Choosing the form of legal entity for your company was most likely a threshold issue for starting your business. By forming a company, you can shield yourself from liabilities that will arise by the business. Whether just starting out or if you’ve been in business for a while, it is important to know the differences between the various types of corporate entities. Below are a few types of business entities most commonly used by small entrepreneurs:
GP and LP. A “GP” is a general partnership and an “LP” is a limited partnership. All partnerships require more than one person, and each person is known as a “partner”. We highly recommend that a general partnership have a partnership agreement between all partners, but a written document is not required.
Additionally, in the case of a general partnership, an instrument or document does not need to be filed with the state where the partnership is doing business. In contrast, to form a limited partnership almost all states require that a certificate of limited partnership be filed with the secretary of state of the state of formation.
There are two types of partners in a limited partnership: limited partners and general partners.
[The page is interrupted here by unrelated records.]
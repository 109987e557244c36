//! Record repository implementation
//!
//! One generic `SQLite` repository serves every entity kind. Each model
//! describes its table through [`StoredRecord`]; the repository owns the shared
//! record columns (identity, version, soft delete, sync origin).

#![allow(clippy::cast_possible_wrap)] // SQLite uses i64 for LIMIT/OFFSET

use std::marker::PhantomData;
use std::str::FromStr;

use chrono::NaiveDate;
use rusqlite::types::{Type, Value};
use rusqlite::{params_from_iter, Connection, OptionalExtension, Params, Row};
use rust_decimal::Decimal;

use crate::error::{Error, Result};
use crate::models::{EntityKind, RecordId, RecordMeta, RecordStatus, SyncMetadata, SyncOrigin};

/// Shared record columns, in the order [`read_meta`] expects them
const META_COLUMNS: [&str; 14] = [
    "id",
    "version",
    "is_deleted",
    "deleted_at",
    "idempotency_key",
    "origin_device_id",
    "origin_local_id",
    "synced_at",
    "client_timestamp",
    "sync_local_id",
    "created_by",
    "updated_by",
    "created_at",
    "updated_at",
];

/// Shared columns an update may rewrite; identity, origin and creation stay fixed
const MUTABLE_META_COLUMNS: [&str; 8] = [
    "version",
    "is_deleted",
    "deleted_at",
    "synced_at",
    "client_timestamp",
    "sync_local_id",
    "updated_by",
    "updated_at",
];

/// Table mapping for a synced entity
pub trait StoredRecord: Sized {
    const KIND: EntityKind;
    const TABLE: &'static str;
    /// Entity-specific columns, in the order of [`StoredRecord::field_values`]
    const FIELDS: &'static [&'static str];

    fn meta(&self) -> &RecordMeta;
    fn meta_mut(&mut self) -> &mut RecordMeta;
    fn field_values(&self) -> Vec<Value>;
    fn from_fields(meta: RecordMeta, row: &FieldRow<'_, '_>) -> rusqlite::Result<Self>;
}

/// Typed access to the entity-specific columns of a row
pub struct FieldRow<'r, 's> {
    row: &'r Row<'s>,
    offset: usize,
}

impl FieldRow<'_, '_> {
    pub fn text(&self, index: usize) -> rusqlite::Result<String> {
        self.row.get(self.offset + index)
    }

    pub fn opt_text(&self, index: usize) -> rusqlite::Result<Option<String>> {
        self.row.get(self.offset + index)
    }

    pub fn flag(&self, index: usize) -> rusqlite::Result<bool> {
        self.row.get(self.offset + index)
    }

    pub fn date(&self, index: usize) -> rusqlite::Result<NaiveDate> {
        self.row.get(self.offset + index)
    }

    pub fn opt_date(&self, index: usize) -> rusqlite::Result<Option<NaiveDate>> {
        self.row.get(self.offset + index)
    }

    pub fn id(&self, index: usize) -> rusqlite::Result<RecordId> {
        parse_column(self.offset + index, &self.text(index)?)
    }

    pub fn decimal(&self, index: usize) -> rusqlite::Result<Decimal> {
        parse_column(self.offset + index, &self.text(index)?)
    }

    pub fn parsed<T>(&self, index: usize) -> rusqlite::Result<T>
    where
        T: FromStr,
        T::Err: std::error::Error + Send + Sync + 'static,
    {
        parse_column(self.offset + index, &self.text(index)?)
    }
}

fn parse_column<T>(index: usize, raw: &str) -> rusqlite::Result<T>
where
    T: FromStr,
    T::Err: std::error::Error + Send + Sync + 'static,
{
    raw.parse()
        .map_err(|error| rusqlite::Error::FromSqlConversionFailure(index, Type::Text, Box::new(error)))
}

pub fn text_value(value: &str) -> Value {
    Value::Text(value.to_string())
}

pub fn opt_text_value(value: Option<&str>) -> Value {
    value.map_or(Value::Null, text_value)
}

pub fn display_value<T: ToString>(value: T) -> Value {
    Value::Text(value.to_string())
}

pub fn opt_display_value<T: ToString>(value: Option<T>) -> Value {
    value.map_or(Value::Null, display_value)
}

pub fn flag_value(value: bool) -> Value {
    Value::Integer(i64::from(value))
}

fn read_meta(row: &Row<'_>) -> rusqlite::Result<RecordMeta> {
    let id: String = row.get(0)?;
    let updated_at: i64 = row.get(13)?;
    let status = if row.get::<_, bool>(2)? {
        RecordStatus::Deleted {
            deleted_at: row.get::<_, Option<i64>>(3)?.unwrap_or(updated_at),
        }
    } else {
        RecordStatus::Live
    };

    let origin = match (row.get::<_, Option<String>>(5)?, row.get::<_, Option<String>>(6)?) {
        (Some(device_id), Some(local_id)) => Some(SyncOrigin {
            device_id,
            local_id,
        }),
        _ => None,
    };

    let sync = match (
        row.get::<_, Option<i64>>(7)?,
        row.get::<_, Option<i64>>(8)?,
        row.get::<_, Option<String>>(9)?,
    ) {
        (Some(synced_at), Some(original_timestamp), Some(local_id)) => Some(SyncMetadata {
            synced_at,
            original_timestamp,
            local_id,
        }),
        _ => None,
    };

    Ok(RecordMeta {
        id: parse_column(0, &id)?,
        version: row.get(1)?,
        status,
        idempotency_key: row.get(4)?,
        origin,
        sync,
        created_by: row.get(10)?,
        updated_by: row.get(11)?,
        created_at: row.get(12)?,
        updated_at,
    })
}

fn meta_values(meta: &RecordMeta) -> Vec<Value> {
    vec![
        text_value(&meta.id.as_str()),
        Value::Integer(meta.version),
        flag_value(!meta.is_live()),
        meta.status.deleted_at().map_or(Value::Null, Value::Integer),
        opt_text_value(meta.idempotency_key.as_deref()),
        opt_text_value(meta.origin.as_ref().map(|o| o.device_id.as_str())),
        opt_text_value(meta.origin.as_ref().map(|o| o.local_id.as_str())),
        meta.sync.as_ref().map_or(Value::Null, |s| Value::Integer(s.synced_at)),
        meta.sync
            .as_ref()
            .map_or(Value::Null, |s| Value::Integer(s.original_timestamp)),
        opt_text_value(meta.sync.as_ref().map(|s| s.local_id.as_str())),
        opt_text_value(meta.created_by.as_deref()),
        opt_text_value(meta.updated_by.as_deref()),
        Value::Integer(meta.created_at),
        Value::Integer(meta.updated_at),
    ]
}

/// `SQLite` repository for one entity kind
pub struct RecordRepository<'a, T> {
    conn: &'a Connection,
    _record: PhantomData<T>,
}

impl<'a, T: StoredRecord> RecordRepository<'a, T> {
    /// Create a new repository with the given connection (or open transaction)
    pub const fn new(conn: &'a Connection) -> Self {
        Self {
            conn,
            _record: PhantomData,
        }
    }

    fn columns() -> String {
        META_COLUMNS
            .iter()
            .chain(T::FIELDS)
            .copied()
            .collect::<Vec<_>>()
            .join(", ")
    }

    fn parse(row: &Row<'_>) -> rusqlite::Result<T> {
        let meta = read_meta(row)?;
        T::from_fields(
            meta,
            &FieldRow {
                row,
                offset: META_COLUMNS.len(),
            },
        )
    }

    /// Select records matching a `WHERE` clause (plus optional ordering/limit)
    pub(crate) fn select(&self, clause: &str, params: impl Params) -> Result<Vec<T>> {
        let sql = format!("SELECT {} FROM {} WHERE {clause}", Self::columns(), T::TABLE);
        let mut stmt = self.conn.prepare(&sql)?;
        let records = stmt
            .query_map(params, Self::parse)?
            .collect::<rusqlite::Result<Vec<_>>>()?;
        Ok(records)
    }

    fn select_one(&self, clause: &str, params: impl Params) -> Result<Option<T>> {
        let sql = format!("SELECT {} FROM {} WHERE {clause}", Self::columns(), T::TABLE);
        Ok(self.conn.query_row(&sql, params, Self::parse).optional()?)
    }

    /// Get a record by ID, deleted or not
    pub fn find(&self, id: &RecordId) -> Result<Option<T>> {
        self.select_one("id = ?", [id.as_str()])
    }

    /// Get a live record by ID
    pub fn get(&self, id: &RecordId) -> Result<Option<T>> {
        self.select_one("id = ? AND is_deleted = 0", [id.as_str()])
    }

    pub fn find_by_idempotency_key(&self, key: &str) -> Result<Option<T>> {
        self.select_one("idempotency_key = ?", [key])
    }

    /// Find the record created by a device's client-local operation
    pub fn find_by_origin(&self, device_id: &str, local_id: &str) -> Result<Option<T>> {
        self.select_one(
            "origin_device_id = ? AND origin_local_id = ?",
            [device_id, local_id],
        )
    }

    /// List live records, most recently updated first
    pub fn list(&self, limit: usize, offset: usize) -> Result<Vec<T>> {
        self.select(
            "is_deleted = 0 ORDER BY updated_at DESC, id DESC LIMIT ? OFFSET ?",
            [limit as i64, offset as i64],
        )
    }

    /// Records (tombstones included) updated strictly after `since`, oldest first
    pub fn changed_since(&self, since: i64, limit: usize) -> Result<Vec<T>> {
        self.select(
            "updated_at > ? ORDER BY updated_at ASC, id ASC LIMIT ?",
            [since, limit as i64],
        )
    }

    /// Insert a new record. A collision on the id, the idempotency key or the
    /// origin pair is reported as [`Error::Duplicate`].
    pub fn insert(&self, record: &T) -> Result<()> {
        let mut values = meta_values(record.meta());
        values.extend(record.field_values());

        let columns = Self::columns();
        let placeholders = vec!["?"; values.len()].join(", ");
        let sql = format!("INSERT INTO {} ({columns}) VALUES ({placeholders})", T::TABLE);
        self.conn
            .execute(&sql, params_from_iter(values))
            .map_err(|error| match Error::from(error) {
                error if error.is_unique_violation() => {
                    Error::Duplicate(format!("{} {}", T::KIND, record.meta().id))
                }
                error => error,
            })?;
        Ok(())
    }

    /// Write back a mutated record if the stored row is still at `expected_version`.
    ///
    /// Returns `false` when another writer got there first.
    pub fn save(&self, record: &T, expected_version: i64) -> Result<bool> {
        let meta = meta_values(record.meta());
        let mut values: Vec<Value> = META_COLUMNS
            .iter()
            .zip(meta)
            .filter(|(column, _)| MUTABLE_META_COLUMNS.contains(*column))
            .map(|(_, value)| value)
            .collect();
        values.extend(record.field_values());
        values.push(text_value(&record.meta().id.as_str()));
        values.push(Value::Integer(expected_version));

        let assignments = MUTABLE_META_COLUMNS
            .iter()
            .chain(T::FIELDS)
            .map(|column| format!("{column} = ?"))
            .collect::<Vec<_>>()
            .join(", ");
        let sql = format!(
            "UPDATE {} SET {assignments} WHERE id = ? AND version = ?",
            T::TABLE
        );
        let rows = self.conn.execute(&sql, params_from_iter(values))?;
        Ok(rows == 1)
    }
}

#[cfg(test)]
mod tests {
    use super::*;
    use crate::db::Database;
    use crate::models::{NewSupplier, Supplier};
    use pretty_assertions::assert_eq;

    fn setup() -> Database {
        Database::open_in_memory().unwrap()
    }

    fn supplier(name: &str) -> Supplier {
        Supplier::new(
            RecordMeta::new(Some("admin".into())),
            NewSupplier {
                name: name.into(),
                code: None,
                phone: None,
                address: None,
                region: None,
                is_active: None,
            },
        )
        .unwrap()
    }

    #[test]
    fn test_insert_and_find() {
        let db = setup();
        let repo = RecordRepository::<Supplier>::new(db.connection());

        let record = supplier("Acme");
        repo.insert(&record).unwrap();

        let fetched = repo.find(&record.meta.id).unwrap().unwrap();
        assert_eq!(fetched, record);
    }

    #[test]
    fn test_insert_reports_taken_key_as_duplicate() {
        let db = setup();
        let repo = RecordRepository::<Supplier>::new(db.connection());

        let mut first = supplier("Acme");
        first.meta.idempotency_key = Some("key-1".into());
        repo.insert(&first).unwrap();

        let mut second = supplier("Other");
        second.meta.idempotency_key = Some("key-1".into());
        let err = repo.insert(&second).unwrap_err();
        assert!(matches!(err, Error::Duplicate(_)));
        assert!(err.is_unique_violation());

        assert!(matches!(repo.insert(&first), Err(Error::Duplicate(_))));
    }

    #[test]
    fn test_save_is_compare_and_swap() {
        let db = setup();
        let repo = RecordRepository::<Supplier>::new(db.connection());

        let mut record = supplier("Acme");
        repo.insert(&record).unwrap();

        record.name = "Acme Ltd".into();
        record.meta.touch(Some("admin"), None);
        assert!(repo.save(&record, 1).unwrap());

        // A second writer still holding version 1 loses
        let mut stale = record.clone();
        stale.name = "Stale".into();
        assert!(!repo.save(&stale, 1).unwrap());

        let stored = repo.find(&record.meta.id).unwrap().unwrap();
        assert_eq!(stored.meta.version, 2);
        assert_eq!(stored.name, "Acme Ltd");
    }

    #[test]
    fn test_deleted_records_excluded_from_reads_but_addressable() {
        let db = setup();
        let repo = RecordRepository::<Supplier>::new(db.connection());

        let mut record = supplier("Gone");
        repo.insert(&record).unwrap();
        record.meta.mark_deleted(None, None);
        assert!(repo.save(&record, 1).unwrap());

        assert!(repo.get(&record.meta.id).unwrap().is_none());
        assert!(repo.list(10, 0).unwrap().is_empty());

        let found = repo.find(&record.meta.id).unwrap().unwrap();
        assert!(!found.meta.is_live());
        assert_eq!(found.meta.version, 2);
    }

    #[test]
    fn test_idempotency_key_collision_is_unique_violation() {
        let db = setup();
        let repo = RecordRepository::<Supplier>::new(db.connection());

        let mut first = supplier("One");
        first.meta.idempotency_key = Some("key-1".into());
        repo.insert(&first).unwrap();

        let mut second = supplier("Two");
        second.meta.idempotency_key = Some("key-1".into());
        let err = repo.insert(&second).unwrap_err();
        assert!(err.is_unique_violation());

        let found = repo.find_by_idempotency_key("key-1").unwrap().unwrap();
        assert_eq!(found.meta.id, first.meta.id);
    }

    #[test]
    fn test_changed_since_includes_tombstones() {
        let db = setup();
        let repo = RecordRepository::<Supplier>::new(db.connection());

        let mut record = supplier("Tomb");
        repo.insert(&record).unwrap();
        let since = record.meta.updated_at;

        assert!(repo.changed_since(since, 10).unwrap().is_empty());

        record.meta.mark_deleted(None, None);
        record.meta.updated_at = since + 1;
        record.meta.status = RecordStatus::Deleted {
            deleted_at: since + 1,
        };
        repo.save(&record, 1).unwrap();

        let changes = repo.changed_since(since, 10).unwrap();
        assert_eq!(changes.len(), 1);
        assert!(!changes[0].meta.is_live());
    }
}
The liability of limited partners is limited to the amount of their investment as compared to that of general partners. General partners have unlimited liability. A limited partnership agreement among the general and limited partners is required.
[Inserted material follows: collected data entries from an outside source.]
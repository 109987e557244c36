//! Thread-safe service wrapping the database and the sync engine.

use std::path::PathBuf;
use std::sync::Arc;

use tokio::sync::Mutex;

use crate::config::EngineConfig;
use crate::db::Database;
use crate::ledger::{supplier_balance, SupplierBalance};
use crate::models::{RecordId, SyncRequest, SyncResponse};
use crate::sync::{changes_since, ChangeSet, SyncBatchCoordinator};
use crate::{Error, Result};

/// Shared handle used by the HTTP layer.
///
/// Engine calls block on `SQLite`, so they run on the blocking pool while
/// holding the database lock.
#[derive(Clone)]
pub struct LedgerService {
    db: Arc<Mutex<Database>>,
    config: EngineConfig,
}

impl LedgerService {
    /// Open a service at the given filesystem path.
    pub async fn open_path(db_path: impl Into<PathBuf>, config: EngineConfig) -> Result<Self> {
        config.validate()?;
        let db_path = db_path.into();
        let db = tokio::task::spawn_blocking(move || {
            if let Some(parent) = db_path.parent().filter(|p| !p.as_os_str().is_empty()) {
                std::fs::create_dir_all(parent)?;
            }
            Database::open(&db_path)
        })
        .await
        .map_err(join_error)??;
        Ok(Self::from_database(db, config))
    }

    /// Open an in-memory service (primarily for tests).
    pub fn open_in_memory(config: EngineConfig) -> Result<Self> {
        config.validate()?;
        Ok(Self::from_database(Database::open_in_memory()?, config))
    }

    fn from_database(db: Database, config: EngineConfig) -> Self {
        Self {
            db: Arc::new(Mutex::new(db)),
            config,
        }
    }

    pub const fn config(&self) -> &EngineConfig {
        &self.config
    }

    /// Apply a device's batch on behalf of `user_id`
    pub async fn sync(&self, user_id: String, request: SyncRequest) -> Result<SyncResponse> {
        let coordinator = SyncBatchCoordinator::new(self.config);
        self.with_db(move |db| coordinator.process(db.connection_mut(), &user_id, &request))
            .await
    }

    /// Pull changes after `since`; `limit` is capped by the configured page size
    pub async fn changes(&self, since: i64, limit: Option<usize>) -> Result<ChangeSet> {
        let limit = self.config.page_limit(limit);
        self.with_db(move |db| changes_since(db.connection(), since, limit))
            .await
    }

    pub async fn supplier_balance(&self, supplier_id: RecordId) -> Result<SupplierBalance> {
        self.with_db(move |db| supplier_balance(db.connection(), &supplier_id))
            .await
    }

    async fn with_db<T, F>(&self, f: F) -> Result<T>
    where
        T: Send + 'static,
        F: FnOnce(&mut Database) -> Result<T> + Send + 'static,
    {
        let db = Arc::clone(&self.db);
        tokio::task::spawn_blocking(move || {
            let mut db = db.blocking_lock();
            f(&mut db)
        })
        .await
        .map_err(join_error)?
    }
}

fn join_error(error: tokio::task::JoinError) -> Error {
    Error::Database(format!("Blocking task failed: {error}"))
}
JV. A “JV” is a joint venture. Like a GP or LP described above, a joint venture is a type of business entity that requires one or more other person or entity to participate in the joint venture. Similar to a GP, no instrument must be filed with the state to form a joint venture, but a written joint venture agreement must be entered into to form the JV.
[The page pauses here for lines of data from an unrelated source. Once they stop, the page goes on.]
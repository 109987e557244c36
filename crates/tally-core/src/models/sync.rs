//! Sync request and response types

use chrono::DateTime;
use serde::{Deserialize, Serialize};
use serde_json::Value;
use std::fmt;
use std::str::FromStr;

use crate::error::{Error, Result};
use crate::util::normalize_text_option;

use super::record::RecordId;
use super::sync_conflict::ConflictData;

/// The closed set of entity kinds a sync operation can target
#[derive(Debug, Clone, Copy, PartialEq, Eq, Hash, Serialize, Deserialize)]
#[serde(rename_all = "snake_case")]
pub enum EntityKind {
    Supplier,
    Product,
    #[serde(alias = "product_rate")]
    RateVersion,
    Collection,
    Payment,
}

impl EntityKind {
    pub const ALL: [Self; 5] = [
        Self::Supplier,
        Self::Product,
        Self::RateVersion,
        Self::Collection,
        Self::Payment,
    ];

    pub const fn as_str(self) -> &'static str {
        match self {
            Self::Supplier => "supplier",
            Self::Product => "product",
            Self::RateVersion => "rate_version",
            Self::Collection => "collection",
            Self::Payment => "payment",
        }
    }
}

impl fmt::Display for EntityKind {
    fn fmt(&self, f: &mut fmt::Formatter<'_>) -> fmt::Result {
        f.write_str(self.as_str())
    }
}

impl FromStr for EntityKind {
    type Err = Error;

    fn from_str(s: &str) -> Result<Self> {
        match s.trim().to_ascii_lowercase().as_str() {
            "supplier" => Ok(Self::Supplier),
            "product" => Ok(Self::Product),
            "rate_version" | "product_rate" => Ok(Self::RateVersion),
            "collection" => Ok(Self::Collection),
            "payment" => Ok(Self::Payment),
            other => Err(Error::InvalidInput(format!("Unknown entity: {other}"))),
        }
    }
}

#[derive(Debug, Clone, Copy, PartialEq, Eq, Hash, Serialize, Deserialize)]
#[serde(rename_all = "snake_case")]
pub enum OperationKind {
    Create,
    Update,
    Delete,
}

impl OperationKind {
    pub const fn as_str(self) -> &'static str {
        match self {
            Self::Create => "create",
            Self::Update => "update",
            Self::Delete => "delete",
        }
    }
}

impl fmt::Display for OperationKind {
    fn fmt(&self, f: &mut fmt::Formatter<'_>) -> fmt::Result {
        f.write_str(self.as_str())
    }
}

impl FromStr for OperationKind {
    type Err = Error;

    fn from_str(s: &str) -> Result<Self> {
        match s.trim().to_ascii_lowercase().as_str() {
            "create" => Ok(Self::Create),
            "update" => Ok(Self::Update),
            "delete" => Ok(Self::Delete),
            other => Err(Error::InvalidInput(format!("Unknown operation: {other}"))),
        }
    }
}

/// A batch of operations uploaded by one device
#[derive(Debug, Clone, Serialize, Deserialize)]
pub struct SyncRequest {
    pub device_id: String,
    #[serde(default)]
    pub operations: Vec<SyncOperation>,
}

/// One client-originated mutation, as received on the wire.
///
/// `entity`, `operation` and `timestamp` stay as raw strings so a malformed
/// operation fails on its own instead of failing the whole batch.
#[derive(Debug, Clone, Serialize, Deserialize)]
pub struct SyncOperation {
    #[serde(default)]
    pub local_id: String,
    pub entity: String,
    pub operation: String,
    #[serde(default)]
    pub data: Value,
    #[serde(default, alias = "client_timestamp")]
    pub timestamp: Option<String>,
    /// Expected server version for update/delete
    #[serde(default)]
    pub version: Option<i64>,
    #[serde(default)]
    pub entity_id: Option<String>,
    #[serde(default)]
    pub idempotency_key: Option<String>,
}

impl SyncOperation {
    /// Resolve the entity and operation names into their closed enums
    pub fn target(&self) -> Result<(EntityKind, OperationKind)> {
        Ok((self.entity.parse()?, self.operation.parse()?))
    }

    /// Client timestamp in Unix ms, or `fallback` when the client sent none
    pub fn client_timestamp_millis(&self, fallback: i64) -> Result<i64> {
        let Some(raw) = normalize_text_option(self.timestamp.clone()) else {
            return Ok(fallback);
        };
        DateTime::parse_from_rfc3339(&raw)
            .map(|timestamp| timestamp.timestamp_millis())
            .map_err(|error| Error::InvalidInput(format!("Invalid timestamp `{raw}`: {error}")))
    }

    /// Expected version, from the operation or its payload
    pub fn expected_version(&self) -> Option<i64> {
        self.version
            .or_else(|| self.data.get("version").and_then(Value::as_i64))
    }

    /// Target record id for update/delete, from the operation or its payload
    pub fn record_id(&self) -> Result<RecordId> {
        let raw = self
            .entity_id
            .clone()
            .or_else(|| {
                self.data
                    .get("id")
                    .and_then(Value::as_str)
                    .map(str::to_string)
            })
            .and_then(|id| normalize_text_option(Some(id)))
            .ok_or_else(|| {
                Error::InvalidInput(format!("{} requires a record id", self.operation))
            })?;
        raw.parse()
            .map_err(|_| Error::InvalidInput(format!("Invalid record id: {raw}")))
    }

    /// Client idempotency key, from the operation or its payload
    pub fn idempotency_key(&self) -> Option<String> {
        normalize_text_option(self.idempotency_key.clone()).or_else(|| {
            self.data
                .get("idempotency_key")
                .and_then(Value::as_str)
                .and_then(|key| normalize_text_option(Some(key.to_string())))
        })
    }
}

#[derive(Debug, Clone, Copy, PartialEq, Eq, Hash, Serialize, Deserialize)]
#[serde(rename_all = "snake_case")]
pub enum SyncStatus {
    Success,
    Duplicate,
    NotFound,
    Conflict,
    Error,
}

impl SyncStatus {
    pub const fn as_str(self) -> &'static str {
        match self {
            Self::Success => "success",
            Self::Duplicate => "duplicate",
            Self::NotFound => "not_found",
            Self::Conflict => "conflict",
            Self::Error => "error",
        }
    }
}

/// Outcome of one operation; `results[i]` answers `operations[i]`
#[derive(Debug, Clone, PartialEq, Serialize, Deserialize)]
pub struct SyncResult {
    pub local_id: String,
    pub status: SyncStatus,
    #[serde(default, skip_serializing_if = "Option::is_none")]
    pub entity_id: Option<String>,
    /// Record version after the operation (success and duplicate only)
    #[serde(default, skip_serializing_if = "Option::is_none")]
    pub version: Option<i64>,
    #[serde(default, skip_serializing_if = "Option::is_none")]
    pub message: Option<String>,
    #[serde(default, skip_serializing_if = "Option::is_none")]
    pub conflict_data: Option<ConflictData>,
}

impl SyncResult {
    fn new(local_id: impl Into<String>, status: SyncStatus) -> Self {
        Self {
            local_id: local_id.into(),
            status,
            entity_id: None,
            version: None,
            message: None,
            conflict_data: None,
        }
    }

    pub fn success(local_id: impl Into<String>, id: RecordId, version: i64) -> Self {
        Self {
            entity_id: Some(id.as_str()),
            version: Some(version),
            ..Self::new(local_id, SyncStatus::Success)
        }
    }

    pub fn duplicate(local_id: impl Into<String>, id: RecordId, version: i64) -> Self {
        Self {
            entity_id: Some(id.as_str()),
            version: Some(version),
            message: Some("Operation already applied".to_string()),
            ..Self::new(local_id, SyncStatus::Duplicate)
        }
    }

    pub fn not_found(local_id: impl Into<String>, id: RecordId) -> Self {
        Self {
            entity_id: Some(id.as_str()),
            message: Some(format!("Record {id} not found")),
            ..Self::new(local_id, SyncStatus::NotFound)
        }
    }

    pub fn conflict(local_id: impl Into<String>, id: RecordId, conflict: ConflictData) -> Self {
        Self {
            entity_id: Some(id.as_str()),
            message: Some(format!(
                "Version conflict: client expected {}, server is at {}",
                conflict.client_version, conflict.server_version
            )),
            conflict_data: Some(conflict),
            ..Self::new(local_id, SyncStatus::Conflict)
        }
    }

    pub fn error(local_id: impl Into<String>, message: impl Into<String>) -> Self {
        Self {
            message: Some(message.into()),
            ..Self::new(local_id, SyncStatus::Error)
        }
    }
}

#[derive(Debug, Clone, Default, PartialEq, Serialize, Deserialize)]
pub struct SyncResponse {
    pub results: Vec<SyncResult>,
}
A joint venture may also choose to go one step further and form a limited liability company, which is further discussed below. Particularly, if the JV will be a government contractor, it may be prudent to take the extra step of forming a JV-LLC in the event that one of the joint venturers does not succeed. If there are only two joint venturers and if one goes under, then as pointed out above, you are left as a JV of one, which is not legally permitted. As a government contract holder, the JV entity would have to novate the contract to you as the remaining JV member if you wanted to continue performing the work on the government contract.
An LLC, on the other hand, can have a single member and if one joint venturer went down, then the remaining venturer could continue performing the work through the JV-LLC without novating the contract.
LLC. An “LLC” is a limited liability company. An LLC is a relatively new choice of corporate organization options, and can be formed by LLC laws of each state. LLCs have become a very popular option for small businesses, in particular, those with a small number of owners known as “members” of a limited liability company. LLCs are taxed liked a partnership whereby the LLC itself is a disregarded entity and taxes are passed through and paid by the members. Avoiding “double taxation” at the entity level and owner level is one of the primary reasons that the LLC has become an increasingly popular choice when choosing an entity type.
LLCs offer limited liability to its members and can be managed by the members or a manager who may not be a member. A document known as a Certificate of Formation must be filed with the secretary of state of the state of formation for the LLC, and the members enter an operating agreement that serves as the governing document for the LLC.
C-Corp. A “C-Corp” is the standard corporation that is traditionally what comes to mind as an “Inc.” It is an organization formed by filing articles of organization at the state level, governed by bylaws, and can issue shares of stock to evidence ownership by the shareholders. Standard C-Corps are governed by directors who are elected by the shareholders. C-Corps are subject to two levels of federal income tax–at the corporate level when earned and at the shareholder level if the owners receive dividends from the corporation.
S-Corp. An “S-Corp” is a small corporation which cannot have more than 100 shareholders. It also is treated as a partnership for tax purposes by the Internal Revenue Service under Subchapter S (hence the name). S-Corp shareholders must be individuals (certain trusts are permitted, too) and the owners must be United States citizens.
QSSS. A “QSSS” is a Qualified Subchapter S Subsidiary or a Q Sub. It is an S-Corp that is 100% owned by another S-Corp. A company must make an election to be treated as a QSSS. The QSSS will be disregarded for tax purposes and all of its income, losses, etc. are aggregated with the parent S-Corp and the parent and subsidiary file the same tax return. For federal income tax purposes the subsidiary will not be treated as a separate corporation. In addition to having S-Corps as subsidiaries, parent S-Corps can have standard C-Corps or LLCs as subsidiaries.